Faced with a labor shortage and intrigued by the potential for improving efficiency, one Japanese city made the choice to make use of ChatGPT artificial intelligence bot amongst its employees to see if it was price all of the hype.
The city of Yokosuka, Kanagawa Prefecture, began a month-long trial on Thursday, allowing each of its 4,000 city employees to make use of ChatGPT OpenAI for administrative tasks, becoming the primary city within the country to adopt the brand new technology. Japan Times reports.
“With the population decreasing, the variety of employees is restricted.

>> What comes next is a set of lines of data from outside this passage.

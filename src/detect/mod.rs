//! Format detection and parser dispatch.
//!
//! Dispatch priority is fixed: the declared MIME type wins, the filename
//! extension (mapped through `mime_guess`) is the fallback, and the
//! candidates are tried in order JPEG → PNG → PDF → DOCX. Exactly one
//! parser executes; anything unmatched routes to the generic fallback.
//!
//! Content sniffing via `infer` is deliberately kept out of dispatch: it
//! only feeds the declared-type-vs-content mismatch warning, because a file
//! whose magic disagrees with its claimed type is itself evidence.

use std::path::Path;
use tracing::debug;

/// The parser family selected for a file.
#[derive(Debug, Clone, Copy, PartialEq, Eq)]
pub enum DetectedFormat {
    Jpeg,
    Png,
    Pdf,
    Docx,
    Unknown,
}

const DOCX_MIME: &str = "application/vnd.openxmlformats-officedocument.wordprocessingml.document";

fn format_from_mime(mime: &str) -> DetectedFormat {
    let m = mime.trim().to_ascii_lowercase();
    if m == "image/jpeg" || m == "image/jpg" {
        DetectedFormat::Jpeg
    } else if m == "image/png" {
        DetectedFormat::Png
    } else if m == "application/pdf" {
        DetectedFormat::Pdf
    } else if m == DOCX_MIME {
        DetectedFormat::Docx
    } else {
        DetectedFormat::Unknown
    }
}

/// Select the parser for a file from its declared MIME type and filename.
pub fn detect(mime: Option<&str>, file_name: Option<&str>) -> DetectedFormat {
    if let Some(m) = mime {
        let f = format_from_mime(m);
        if f != DetectedFormat::Unknown {
            debug!(mime = m, format = ?f, "dispatch by declared MIME");
            return f;
        }
    }
    if let Some(name) = file_name {
        if let Some(ext) = Path::new(name).extension().and_then(|e| e.to_str()) {
            if let Some(guessed) = mime_guess::from_ext(ext).first() {
                let f = format_from_mime(guessed.essence_str());
                if f != DetectedFormat::Unknown {
                    debug!(extension = ext, format = ?f, "dispatch by extension");
                    return f;
                }
            }
            // Registry coverage for OOXML varies; map the extension directly.
            if ext.eq_ignore_ascii_case("docx") {
                return DetectedFormat::Docx;
            }
        }
    }
    DetectedFormat::Unknown
}

/// Content-detected type from magic bytes.
#[derive(Debug, Clone)]
pub struct ContentHint {
    pub mime: String,
    pub extension: String,
}

/// Sniff the buffer's magic bytes. Never consulted for dispatch.
pub fn sniff_content(data: &[u8]) -> Option<ContentHint> {
    infer::get(data).map(|kind| ContentHint {
        mime: kind.mime_type().to_string(),
        extension: kind.extension().to_string(),
    })
}

/// Whether a content hint contradicts the dispatched format.
///
/// DOCX packages are ZIP archives, so a generic zip hint is compatible with
/// a DOCX dispatch. An Unknown dispatch never conflicts — there was no
/// declared type to contradict.
pub fn content_conflicts(format: DetectedFormat, hint: &ContentHint) -> bool {
    let compatible: &[&str] = match format {
        DetectedFormat::Jpeg => &["image/jpeg"],
        DetectedFormat::Png => &["image/png"],
        DetectedFormat::Pdf => &["application/pdf"],
        DetectedFormat::Docx => &[DOCX_MIME, "application/zip"],
        DetectedFormat::Unknown => return false,
    };
    !compatible.iter().any(|m| hint.mime.eq_ignore_ascii_case(m))
}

However, there are numerous administrative challenges,” said Takayuki Samukawa, a public relations representative for Yokosuki’s digital management department.
“That’s why our goal is to make use of useful information and communication technologies [Information Communication Technology] tools like ChatGPT to liberate human resources for things that may only be done in a human-to-human format.”
Samukawa said the town plans to make use of ChatGPT through the trial period for tasks corresponding to summarizing and redacting documents and developing copies for marketing and communication purposes, in accordance with the report.
While Yokosuka is the primary city in Japan to offer ChatGPT a shot, the federal government has signaled it’s open to adopting the tool nationwide following a visit by OpenAI CEO Sam Altman earlier this month.
Altman met with Japanese Prime Minister Fumio Kishida and other officials on April 10 to debate the advantages and risks of the brand new chatbot.
Afterwards, the CEO said he was considering opening an OpenAI office within the country, and Chief Cabinet Secretary Hirokazu Matsuno said that when technology security concerns were resolved, the federal government would work to “use AI to scale back the burden on national government officials.”